Audit findings outline oversight gaps in diversion effort for first-time juvenile cases
Baltimore’s Office of the Inspector General (OIG) has detailed a series of control failures and fraud-risk conditions in the City’s former SideStep youth diversion pilot, a program designed to steer eligible first-time juvenile cases away from deeper involvement in the justice system.
The pilot, administered through the Mayor’s Office of Neighborhood Safety and Engagement (MONSE) and coordinated with the Baltimore Police Department and state juvenile justice partners, ended in 2024. The OIG report notes that MONSE recommended expanding SideStep citywide after the pilot concluded, even as investigators documented weaknesses in case management, data practices, and documentation used to validate spending and program performance.
What the SideStep model was intended to do
SideStep was structured around early outreach following certain arrests or charges involving youth 17 and younger. The model relied on a Youth Opportunity Coordinator to contact families, conduct standardized screenings and assessments, and connect participants to community-based services intended to support diversion plans and reduce the likelihood of reoffending.
The report describes a process dependent on consistent referrals, documented intakes, and reliable tracking of whether young people completed diversion plans successfully, partially, or unsuccessfully. The OIG found that core components of that tracking and documentation were not reliably in place.
Data gaps and access limitations hindered evaluation
Investigators highlighted that the City paid $24,999 for an external evaluation of the program’s implementation. The evaluator completed its work on Dec. 30, 2023, but identified major obstacles to assessing effectiveness—especially incomplete or unavailable data on diversion options, completed cases, and follow-up activities.
The evaluator also reported it was not given access to participating youth and their parents or guardians, limiting the ability to evaluate outcomes and participant experience. The OIG noted that, because the evaluator could not access a complete dataset, it concluded it lacked sufficient grounds to issue recommendations on program improvement based on the information available.
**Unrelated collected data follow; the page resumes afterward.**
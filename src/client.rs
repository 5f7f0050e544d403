//! Client mode implementation
//!
//! Discovers a server, then runs rounds of concurrent stream and datagram
//! transfers and aggregates each round into a [`Summary`].

use chrono::Utc;
use parking_lot::Mutex;
use std::sync::Arc;
use std::time::Duration;
use tokio::sync::{mpsc, watch};
use tokio::task::JoinSet;
use tracing::{debug, error, info, warn};
use uuid::Uuid;

use crate::discover::{self, DiscoveryError, Endpoint};
use crate::protocol::{DISCOVERY_PORT, Transport};
use crate::shutdown::{self, cancelled};
use crate::stats::{Aggregator, StatisticsRecord, Summary};
use crate::tcp::{self, TcpConfig};
use crate::udp::{self, UdpConfig};

#[derive(Debug, Clone)]
pub struct ClientConfig {
    /// Bytes requested by every session
    pub size: u64,
    pub stream_sessions: u32,
    pub datagram_sessions: u32,
    pub discovery_port: u16,
    pub discovery_timeout: Duration,
    /// None runs until cancelled
    pub rounds: Option<u32>,
    /// Collect every round's summary into the value returned by
    /// [`Client::run`]. Off, rounds are only reported as events, so an
    /// endless run holds no history.
    pub keep_summaries: bool,
    pub tcp: TcpConfig,
    pub udp: UdpConfig,
}

impl Default for ClientConfig {
    fn default() -> Self {
        Self {
            size: 1024 * 1024,
            stream_sessions: 1,
            datagram_sessions: 1,
            discovery_port: DISCOVERY_PORT,
            discovery_timeout: Duration::from_secs(10),
            rounds: Some(1),
            keep_summaries: true,
            tcp: TcpConfig::default(),
            udp: UdpConfig::default(),
        }
    }
}

#[derive(Debug, Clone, Copy, PartialEq, Eq)]
pub enum ClientState {
    Idle,
    Discovering,
    Testing,
    Aggregating,
    Failed,
}

impl ClientState {
    pub fn can_move_to(self, next: ClientState) -> bool {
        use ClientState::*;
        matches!(
            (self, next),
            (Idle, Discovering)
                | (Discovering, Testing)
                | (Discovering, Failed)
                | (Testing, Aggregating)
                | (Aggregating, Idle)
                | (Failed, Idle)
        )
    }
}

/// Progress reported while [`Client::run`] is working
#[derive(Debug, Clone)]
pub enum ClientEvent {
    State(ClientState),
    Discovered(Endpoint),
    DiscoveryFailed(String),
    Round(Summary),
}

pub struct Client {
    config: ClientConfig,
    /// Signals transfer workers and the round loop to stop
    cancel_tx: watch::Sender<bool>,
    state: Mutex<ClientState>,
}

impl Client {
    pub fn new(config: ClientConfig) -> Self {
        let (cancel_tx, _) = watch::channel(false);
        Self {
            config,
            cancel_tx,
            state: Mutex::new(ClientState::Idle),
        }
    }

    pub fn state(&self) -> ClientState {
        *self.state.lock()
    }

    /// Stop the current round; workers keep what they have received so far.
    pub fn cancel(&self) {
        self.cancel_tx.send_replace(true);
    }

    fn transition(&self, next: ClientState, events: Option<&mpsc::Sender<ClientEvent>>) {
        {
            let mut state = self.state.lock();
            if !state.can_move_to(next) {
                warn!("Unexpected client state change {:?} -> {:?}", *state, next);
            }
            debug!("Client state {:?} -> {:?}", *state, next);
            *state = next;
        }
        emit(events, ClientEvent::State(next));
    }

    /// Listen for one Offer, moving through Discovering.
    pub async fn discover(&self) -> Result<Endpoint, DiscoveryError> {
        self.discover_with_events(None).await
    }

    async fn discover_with_events(
        &self,
        events: Option<&mpsc::Sender<ClientEvent>>,
    ) -> Result<Endpoint, DiscoveryError> {
        self.transition(ClientState::Discovering, events);
        info!("Waiting for server offers on port {}...", self.config.discovery_port);

        match discover::discover_on(self.config.discovery_port, self.config.discovery_timeout).await {
            Ok(endpoint) => {
                emit(events, ClientEvent::Discovered(endpoint));
                Ok(endpoint)
            }
            Err(e) => {
                self.transition(ClientState::Failed, events);
                emit(events, ClientEvent::DiscoveryFailed(e.to_string()));
                self.transition(ClientState::Idle, events);
                Err(e)
            }
        }
    }

    /// Run one round against `endpoint`: every session in parallel, joined
    /// before aggregation. Each session contributes exactly one record.
    pub async fn run_round(&self, endpoint: Endpoint) -> anyhow::Result<Summary> {
        self.run_round_with_events(endpoint, None).await
    }

    async fn run_round_with_events(
        &self,
        endpoint: Endpoint,
        events: Option<&mpsc::Sender<ClientEvent>>,
    ) -> anyhow::Result<Summary> {
        if self.state() == ClientState::Idle {
            self.transition(ClientState::Discovering, events);
        }
        self.transition(ClientState::Testing, events);

        let id = Uuid::new_v4().to_string();
        let started_at = Utc::now();
        let size = self.config.size;
        info!(
            "Round {}: {} stream + {} datagram sessions of {} bytes against {}",
            id, self.config.stream_sessions, self.config.datagram_sessions, size, endpoint
        );

        let aggregator = Arc::new(Aggregator::new());
        let mut workers = JoinSet::new();

        for session in 0..self.config.stream_sessions {
            let aggregator = aggregator.clone();
            let config = self.config.tcp.clone();
            let cancel = self.cancel_tx.subscribe();
            workers.spawn(async move {
                let record = match tcp::request_stream_transfer(&endpoint, size, &config, cancel).await {
                    Ok(record) => record,
                    Err(e) => {
                        warn!("Stream session {} failed: {}", session, e);
                        StatisticsRecord::failed(Transport::Stream, size, e)
                    }
                };
                aggregator.append(record.with_session(session));
            });
        }

        for session in 0..self.config.datagram_sessions {
            let aggregator = aggregator.clone();
            let config = self.config.udp.clone();
            let cancel = self.cancel_tx.subscribe();
            workers.spawn(async move {
                let record = match udp::request_datagram_transfer(&endpoint, size, &config, cancel).await {
                    Ok(record) => record,
                    Err(e) => {
                        warn!("Datagram session {} failed: {}", session, e);
                        StatisticsRecord::failed(Transport::Datagram, size, e)
                    }
                };
                aggregator.append(record.with_session(session));
            });
        }

        // Join barrier: nothing is summarized until every worker has returned
        while let Some(result) = workers.join_next().await {
            if let Err(e) = result {
                error!("Transfer task failed: {}", e);
            }
        }

        self.transition(ClientState::Aggregating, events);
        let aggregator = Arc::try_unwrap(aggregator)
            .map_err(|_| anyhow::anyhow!("aggregator still shared after join"))?;
        let summary = aggregator.into_summary(id, started_at);
        self.transition(ClientState::Idle, events);

        Ok(summary)
    }

    /// Discover and test for the configured number of rounds. Discovery
    /// timeouts are retried; cancellation ends the loop after the current
    /// round. The returned list is empty unless `keep_summaries` is set.
    pub async fn run(
        &self,
        events: Option<mpsc::Sender<ClientEvent>>,
    ) -> anyhow::Result<Vec<Summary>> {
        let events = events.as_ref();
        let mut cancel = self.cancel_tx.subscribe();
        let mut summaries = Vec::new();
        let mut completed = 0u32;

        while self.config.rounds.is_none_or(|rounds| completed < rounds) {
            if shutdown::is_cancelled(&cancel) {
                break;
            }

            let endpoint = tokio::select! {
                result = self.discover_with_events(events) => result,
                _ = cancelled(&mut cancel) => break,
            };
            let endpoint = match endpoint {
                Ok(endpoint) => endpoint,
                Err(DiscoveryError::Timeout(timeout)) => {
                    info!("No offer within {:?}, retrying", timeout);
                    continue;
                }
                Err(e) => return Err(e.into()),
            };

            let summary = self.run_round_with_events(endpoint, events).await?;
            if self.config.keep_summaries {
                summaries.push(summary.clone());
            }
            emit(events, ClientEvent::Round(summary));
            completed += 1;
        }

        // Leave the state machine at rest if cancellation cut discovery short
        let state = self.state();
        if state != ClientState::Idle {
            debug!("Client stopped in state {:?}", state);
            *self.state.lock() = ClientState::Idle;
        }

        Ok(summaries)
    }
}

fn emit(events: Option<&mpsc::Sender<ClientEvent>>, event: ClientEvent) {
    if let Some(tx) = events
        && tx.try_send(event).is_err()
    {
        debug!("Client event dropped");
    }
}
//! Server mode implementation
//!
//! Binds a stream listener and a datagram socket, announces both ports by
//! broadcast, and serves every request in its own task until cancelled.

use std::net::{IpAddr, Ipv4Addr, SocketAddr};
use std::sync::Arc;
use std::time::Duration;
use tokio::net::{TcpListener, UdpSocket};
use tokio::sync::{Semaphore, watch};
use tokio::task::JoinSet;
use tracing::{debug, error, info, trace, warn};

use crate::discover::{self, BroadcastConfig, Endpoint};
use crate::net;
use crate::protocol::{DEFAULT_CHUNK_SIZE, Offer, REQUEST_LEN, Request};
use crate::shutdown::cancelled;
use crate::tcp::{self, TcpConfig};
use crate::udp;

/// Back-off after a failed accept so a persistent error does not spin
const ACCEPT_ERROR_DELAY: Duration = Duration::from_millis(100);

#[derive(Debug, Clone)]
pub struct ServerConfig {
    pub bind_ip: IpAddr,
    /// 0 lets the OS pick
    pub tcp_port: u16,
    /// 0 lets the OS pick
    pub udp_port: u16,
    pub chunk_size: usize,
    pub nodelay: bool,
    /// None disables the Offer broadcaster
    pub broadcast: Option<BroadcastConfig>,
    /// Upper bound on concurrently running workers per transport
    pub max_workers: Option<usize>,
}

impl Default for ServerConfig {
    fn default() -> Self {
        Self {
            bind_ip: IpAddr::V4(Ipv4Addr::UNSPECIFIED),
            tcp_port: 0,
            udp_port: 0,
            chunk_size: DEFAULT_CHUNK_SIZE,
            nodelay: false,
            broadcast: Some(BroadcastConfig::default()),
            max_workers: None,
        }
    }
}

/// Independent transfer tasks. Finished tasks are reaped as new ones are
/// added; nothing waits on a worker until shutdown.
struct WorkerPool {
    tasks: JoinSet<()>,
    permits: Option<Arc<Semaphore>>,
}

impl WorkerPool {
    fn new(max_workers: Option<usize>) -> Self {
        Self {
            tasks: JoinSet::new(),
            permits: max_workers.map(|n| Arc::new(Semaphore::new(n.max(1)))),
        }
    }

    fn spawn<F>(&mut self, worker: F)
    where
        F: Future<Output = ()> + Send + 'static,
    {
        while let Some(result) = self.tasks.try_join_next() {
            if let Err(e) = result {
                error!("Worker task failed: {}", e);
            }
        }

        let permits = self.permits.clone();
        self.tasks.spawn(async move {
            // Held for the lifetime of the worker
            let _permit = match permits {
                Some(permits) => match permits.acquire_owned().await {
                    Ok(permit) => Some(permit),
                    Err(_) => return,
                },
                None => None,
            };
            worker.await;
        });
    }

    fn len(&self) -> usize {
        self.tasks.len()
    }

    async fn join_all(mut self) {
        while let Some(result) = self.tasks.join_next().await {
            if let Err(e) = result {
                error!("Worker task failed: {}", e);
            }
        }
    }
}

pub struct Server {
    config: ServerConfig,
    listener: TcpListener,
    udp: Arc<UdpSocket>,
    broadcast: Option<UdpSocket>,
    tcp_port: u16,
    udp_port: u16,
}

impl Server {
    /// Bind every socket the server needs. Nothing is spawned yet, so a bind
    /// failure leaves no stray tasks behind.
    pub async fn bind(config: ServerConfig) -> anyhow::Result<Self> {
        let listener =
            net::create_tcp_listener(SocketAddr::new(config.bind_ip, config.tcp_port)).await?;
        let udp = net::create_udp_socket(SocketAddr::new(config.bind_ip, config.udp_port)).await?;
        let broadcast = match config.broadcast {
            Some(_) => Some(net::create_broadcast_socket().await?),
            None => None,
        };

        let tcp_port = listener.local_addr()?.port();
        let udp_port = udp.local_addr()?.port();
        info!("Server ready: tcp {}, udp {}", tcp_port, udp_port);

        Ok(Self {
            config,
            listener,
            udp: Arc::new(udp),
            broadcast,
            tcp_port,
            udp_port,
        })
    }

    pub fn tcp_port(&self) -> u16 {
        self.tcp_port
    }

    pub fn udp_port(&self) -> u16 {
        self.udp_port
    }

    /// The endpoint a client on `ip` would discover
    pub fn endpoint(&self, ip: IpAddr) -> Endpoint {
        Endpoint {
            ip,
            udp_port: self.udp_port,
            tcp_port: self.tcp_port,
        }
    }

    /// Run the broadcaster, acceptor and datagram dispatcher until `cancel`
    /// fires, then wait for in-flight workers.
    pub async fn run(self, cancel: watch::Receiver<bool>) -> anyhow::Result<()> {
        let Server {
            config,
            listener,
            udp,
            broadcast,
            tcp_port,
            udp_port,
        } = self;

        let broadcaster = match (broadcast, config.broadcast.clone()) {
            (Some(socket), Some(broadcast_config)) => {
                let offer = Offer { udp_port, tcp_port };
                Some(tokio::spawn(discover::run_broadcaster(
                    socket,
                    broadcast_config,
                    offer,
                    cancel.clone(),
                )))
            }
            _ => None,
        };

        let tcp_config = TcpConfig {
            chunk_size: config.chunk_size,
            nodelay: config.nodelay,
            ..TcpConfig::default()
        };

        tokio::join!(
            accept_loop(listener, tcp_config, config.max_workers, cancel.clone()),
            dispatch_loop(udp, config.chunk_size, config.max_workers, cancel),
        );

        if let Some(handle) = broadcaster {
            match handle.await {
                Ok(Ok(())) => {}
                Ok(Err(e)) => warn!("Broadcaster ended with error: {}", e),
                Err(e) => error!("Broadcaster task failed: {}", e),
            }
        }

        info!("Server stopped");
        Ok(())
    }
}

async fn accept_loop(
    listener: TcpListener,
    config: TcpConfig,
    max_workers: Option<usize>,
    mut cancel: watch::Receiver<bool>,
) {
    let config = Arc::new(config);
    let mut pool = WorkerPool::new(max_workers);

    loop {
        tokio::select! {
            accepted = listener.accept() => {
                let (stream, peer) = match accepted {
                    Ok(conn) => conn,
                    Err(e) => {
                        warn!("Accept failed: {}", e);
                        tokio::time::sleep(ACCEPT_ERROR_DELAY).await;
                        continue;
                    }
                };
                debug!("Stream connection from {}", peer);

                let config = config.clone();
                let cancel = cancel.clone();
                pool.spawn(async move {
                    match tcp::serve_stream(stream, peer, &config, cancel).await {
                        Ok(stats) => debug!(
                            "Served {} of {} bytes to {}",
                            stats.bytes_sent, stats.requested, peer
                        ),
                        Err(e) => warn!("Stream worker for {} failed: {}", peer, e),
                    }
                });
            }
            _ = cancelled(&mut cancel) => break,
        }
    }

    debug!("Acceptor stopping, {} stream workers in flight", pool.len());
    pool.join_all().await;
}

async fn dispatch_loop(
    socket: Arc<UdpSocket>,
    chunk_size: usize,
    max_workers: Option<usize>,
    mut cancel: watch::Receiver<bool>,
) {
    let mut pool = WorkerPool::new(max_workers);
    // Larger than a Request so oversized datagrams fail on length
    let mut buffer = [0u8; REQUEST_LEN * 4];

    loop {
        tokio::select! {
            received = socket.recv_from(&mut buffer) => {
                let (n, peer) = match received {
                    Ok(received) => received,
                    Err(e) => {
                        // e.g. ICMP port unreachable surfacing on some platforms
                        debug!("Datagram receive error: {}", e);
                        continue;
                    }
                };
                let request = match Request::decode(&buffer[..n]) {
                    Ok(request) => request,
                    Err(e) => {
                        trace!("Ignoring datagram from {}: {}", peer, e);
                        continue;
                    }
                };
                debug!("Datagram request from {}: {} bytes", peer, request.requested_size);

                let socket = socket.clone();
                let cancel = cancel.clone();
                pool.spawn(async move {
                    match udp::send_segments(socket, peer, request.requested_size, chunk_size, cancel).await {
                        Ok(stats) => debug!(
                            "Sent {} segments ({} bytes) to {}",
                            stats.segments_sent, stats.bytes_sent, peer
                        ),
                        Err(e) => warn!("Datagram worker for {} failed: {}", peer, e),
                    }
                });
            }
            _ = cancelled(&mut cancel) => break,
        }
    }

    debug!("Dispatcher stopping, {} datagram workers in flight", pool.len());
    pool.join_all().await;
}
//! Integration tests for lanspeed

use std::net::{IpAddr, Ipv4Addr, SocketAddr};
use std::sync::atomic::{AtomicU16, Ordering};
use std::time::Duration;
use tokio::io::{AsyncReadExt, AsyncWriteExt};
use tokio::net::{TcpListener, TcpStream, UdpSocket};
use tokio::sync::{mpsc, watch};
use tokio::time::timeout;

use lanspeed::client::{Client, ClientConfig, ClientEvent, ClientState};
use lanspeed::discover::{self, BroadcastConfig, DiscoveryError, Endpoint};
use lanspeed::protocol::Transport;
use lanspeed::serve::{Server, ServerConfig};
use lanspeed::tcp::{self, TcpConfig};
use lanspeed::udp::{self, UdpConfig};

const LOCALHOST: IpAddr = IpAddr::V4(Ipv4Addr::LOCALHOST);

// Use different discovery ports for each test to avoid conflicts
static PORT_COUNTER: AtomicU16 = AtomicU16::new(23000);

fn get_test_port() -> u16 {
    PORT_COUNTER.fetch_add(1, Ordering::SeqCst)
}

fn loopback_broadcast(port: u16) -> BroadcastConfig {
    BroadcastConfig {
        target: SocketAddr::new(LOCALHOST, port),
        interval: Duration::from_millis(50),
    }
}

fn quick_udp() -> UdpConfig {
    UdpConfig {
        idle_window: Duration::from_millis(300),
        ..UdpConfig::default()
    }
}

/// Start a loopback server; keep the returned sender alive to keep it running.
async fn start_test_server(broadcast: Option<BroadcastConfig>) -> (Endpoint, watch::Sender<bool>) {
    let config = ServerConfig {
        bind_ip: LOCALHOST,
        broadcast,
        ..ServerConfig::default()
    };
    let server = Server::bind(config).await.unwrap();
    let endpoint = server.endpoint(LOCALHOST);

    let (cancel_tx, cancel_rx) = watch::channel(false);
    tokio::spawn(async move {
        let _ = server.run(cancel_rx).await;
    });
    (endpoint, cancel_tx)
}

/// A receiver whose sender is already gone, so it never signals
fn no_cancel() -> watch::Receiver<bool> {
    watch::channel(false).1
}

#[tokio::test]
async fn test_stream_transfer_exact_size() {
    let (endpoint, _server) = start_test_server(None).await;

    let record = timeout(
        Duration::from_secs(10),
        tcp::request_stream_transfer(&endpoint, 2048, &TcpConfig::default(), no_cancel()),
    )
    .await
    .expect("transfer should finish")
    .unwrap();

    assert_eq!(record.transport, Transport::Stream);
    assert_eq!(record.bytes, 2048);
    assert!(record.complete);
    assert!(record.duration_secs > 0.0);
    assert!(record.throughput > 0.0);
}

#[tokio::test]
async fn test_stream_transfer_larger_than_buffer() {
    let (endpoint, _server) = start_test_server(None).await;
    let size = 3 * 1024 * 1024 + 17;

    let record = timeout(
        Duration::from_secs(20),
        tcp::request_stream_transfer(&endpoint, size, &TcpConfig::default(), no_cancel()),
    )
    .await
    .expect("transfer should finish")
    .unwrap();

    assert_eq!(record.bytes, size);
    assert!(record.complete);
}

#[tokio::test]
async fn test_datagram_transfer_segments() {
    let (endpoint, _server) = start_test_server(None).await;

    let record = timeout(
        Duration::from_secs(10),
        udp::request_datagram_transfer(&endpoint, 4096, &quick_udp(), no_cancel()),
    )
    .await
    .expect("transfer should finish")
    .unwrap();

    assert_eq!(record.transport, Transport::Datagram);
    assert_eq!(record.total_segments, Some(4));
    // Loopback may still drop under load; what did arrive must be consistent
    let received = record.segments_received.unwrap();
    assert!(received <= 4);
    assert_eq!(record.bytes, received * 1024);
    let loss = record.loss.unwrap();
    assert!((0.0..=1.0).contains(&loss));
}

#[tokio::test]
async fn test_datagram_zero_size_completes_immediately() {
    let (endpoint, _server) = start_test_server(None).await;

    let record = timeout(
        Duration::from_secs(1),
        udp::request_datagram_transfer(&endpoint, 0, &UdpConfig::default(), no_cancel()),
    )
    .await
    .expect("zero-size transfer should not wait for the idle window")
    .unwrap();

    assert_eq!(record.bytes, 0);
    assert!(record.complete);
}

#[tokio::test]
async fn test_datagram_silent_server_ends_after_idle_window() {
    let silent = UdpSocket::bind("127.0.0.1:0").await.unwrap();
    let endpoint = Endpoint {
        ip: LOCALHOST,
        udp_port: silent.local_addr().unwrap().port(),
        tcp_port: 1,
    };

    let record = timeout(
        Duration::from_secs(5),
        udp::request_datagram_transfer(&endpoint, 4096, &quick_udp(), no_cancel()),
    )
    .await
    .expect("idle window should end the transfer")
    .unwrap();

    assert_eq!(record.bytes, 0);
    assert_eq!(record.total_segments, None);
    assert_eq!(record.loss, None);
    assert!(!record.complete);
}

#[tokio::test]
async fn test_invalid_size_token_closes_without_data() {
    let (endpoint, _server) = start_test_server(None).await;

    for token in ["abc\n", "-5\n", "\n"] {
        let mut stream = TcpStream::connect(endpoint.tcp_addr()).await.unwrap();
        stream.write_all(token.as_bytes()).await.unwrap();

        let mut received = Vec::new();
        let result = timeout(Duration::from_secs(5), stream.read_to_end(&mut received))
            .await
            .expect("server should close the connection");
        // A reset is as good as a close here
        if result.is_ok() {
            assert!(received.is_empty(), "no data expected for {:?}", token);
        }
    }
}

#[tokio::test]
async fn test_early_close_yields_partial_record() {
    let listener = TcpListener::bind("127.0.0.1:0").await.unwrap();
    let port = listener.local_addr().unwrap().port();

    tokio::spawn(async move {
        let (mut stream, _) = listener.accept().await.unwrap();
        let mut token = [0u8; 16];
        let _ = stream.read(&mut token).await.unwrap();
        stream.write_all(&[0u8; 1000]).await.unwrap();
        stream.shutdown().await.unwrap();
    });

    let endpoint = Endpoint {
        ip: LOCALHOST,
        udp_port: 1,
        tcp_port: port,
    };
    let record = timeout(
        Duration::from_secs(5),
        tcp::request_stream_transfer(&endpoint, 2048, &TcpConfig::default(), no_cancel()),
    )
    .await
    .expect("transfer should finish")
    .unwrap();

    assert_eq!(record.bytes, 1000);
    assert!(!record.complete);
}

#[tokio::test]
async fn test_connection_refused_is_error() {
    let listener = TcpListener::bind("127.0.0.1:0").await.unwrap();
    let port = listener.local_addr().unwrap().port();
    drop(listener);

    let endpoint = Endpoint {
        ip: LOCALHOST,
        udp_port: 1,
        tcp_port: port,
    };
    let result =
        tcp::request_stream_transfer(&endpoint, 1024, &TcpConfig::default(), no_cancel()).await;
    assert!(result.is_err());
}

#[tokio::test]
async fn test_discover_zero_timeout() {
    let port = get_test_port();
    let result = discover::discover_on(port, Duration::ZERO).await;
    assert!(matches!(result, Err(DiscoveryError::Timeout(_))));
}

#[tokio::test]
async fn test_broadcaster_is_discovered() {
    let port = get_test_port();
    let (cancel_tx, cancel_rx) = watch::channel(false);

    let handle = discover::start_broadcaster(loopback_broadcast(port), 4001, 4002, cancel_rx)
        .await
        .unwrap();

    // The same Offer is repeated, so two listeners see the same endpoint
    for _ in 0..2 {
        let endpoint = timeout(Duration::from_secs(5), discover::discover_on(port, Duration::from_secs(3)))
            .await
            .expect("discovery should finish")
            .unwrap();
        assert_eq!(endpoint.ip, LOCALHOST);
        assert_eq!(endpoint.udp_port, 4001);
        assert_eq!(endpoint.tcp_port, 4002);
    }

    cancel_tx.send(true).unwrap();
    let result = timeout(Duration::from_secs(2), handle)
        .await
        .expect("broadcaster should stop")
        .unwrap();
    assert!(result.is_ok());
}

#[tokio::test]
async fn test_client_round_has_one_record_per_session() {
    let port = get_test_port();
    let (_endpoint, _server) = start_test_server(Some(loopback_broadcast(port))).await;

    let client = Client::new(ClientConfig {
        size: 8192,
        stream_sessions: 2,
        datagram_sessions: 3,
        discovery_port: port,
        discovery_timeout: Duration::from_secs(5),
        rounds: Some(1),
        udp: quick_udp(),
        ..ClientConfig::default()
    });

    let summaries = timeout(Duration::from_secs(20), client.run(None))
        .await
        .expect("round should finish")
        .unwrap();

    assert_eq!(summaries.len(), 1);
    let summary = &summaries[0];
    assert_eq!(summary.records.len(), 5);
    assert_eq!(summary.stream.sessions, 2);
    assert_eq!(summary.datagram.sessions, 3);
    assert_eq!(summary.stream.bytes, 2 * 8192);
    assert_eq!(summary.stream.failed, 0);
    assert!(summary.records_for(Transport::Datagram).all(|r| r.total_segments == Some(8)));
    assert_eq!(client.state(), ClientState::Idle);
}

#[tokio::test]
async fn test_client_reports_rounds_without_keeping_them() {
    let port = get_test_port();
    let (_endpoint, _server) = start_test_server(Some(loopback_broadcast(port))).await;

    let client = Client::new(ClientConfig {
        size: 4096,
        stream_sessions: 1,
        datagram_sessions: 1,
        discovery_port: port,
        discovery_timeout: Duration::from_secs(5),
        rounds: Some(2),
        keep_summaries: false,
        udp: quick_udp(),
        ..ClientConfig::default()
    });
    let (tx, mut rx) = mpsc::channel(256);

    let summaries = timeout(Duration::from_secs(30), client.run(Some(tx)))
        .await
        .expect("rounds should finish")
        .unwrap();
    assert!(summaries.is_empty());

    let mut rounds = 0;
    while let Ok(event) = rx.try_recv() {
        if let ClientEvent::Round(summary) = event {
            assert_eq!(summary.records.len(), 2);
            rounds += 1;
        }
    }
    assert_eq!(rounds, 2);
}

#[tokio::test]
async fn test_server_keeps_serving_after_bad_request() {
    let (endpoint, _server) = start_test_server(None).await;

    let mut bad = TcpStream::connect(endpoint.tcp_addr()).await.unwrap();
    bad.write_all(b"not-a-number\n").await.unwrap();
    drop(bad);

    let junk = UdpSocket::bind("127.0.0.1:0").await.unwrap();
    junk.send_to(b"junk", endpoint.udp_addr()).await.unwrap();

    let record = timeout(
        Duration::from_secs(10),
        tcp::request_stream_transfer(&endpoint, 1024, &TcpConfig::default(), no_cancel()),
    )
    .await
    .expect("transfer should finish")
    .unwrap();
    assert_eq!(record.bytes, 1024);
}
Fraud risk and privacy exposure tied to weak controls
While the report focuses heavily on documentation and management failures, the underlying concern is broader: when case files, referral logs, and service documentation are incomplete or inconsistently maintained, the City’s ability to verify who received services—and whether billed work occurred as represented—can be significantly weakened. The OIG framed these conditions as elevating the risk of improper payments and making it difficult to validate performance claims used to justify continuation or expansion.
The report also raises concerns about data handling practices, including the City’s ability to account for and safeguard sensitive information connected to youth services and diversion workflows.
Key issues identified
- Incomplete or inconsistent data on diversion activities and follow-up.
- Limits on evaluator access to participants and complete program records.
- Weak case-management documentation relative to the program’s own stated procedures.
- Governance gaps that complicate verification of results and the integrity of spending.
SideStep is not currently operating as the pilot ended in 2024, but the report states MONSE recommended a citywide expansion after the pilot’s conclusion.
City leaders have been presented with the investigative findings as Baltimore continues debating how to scale youth diversion strategies while ensuring financial controls, data security, and measurable outcomes are in place before expansion.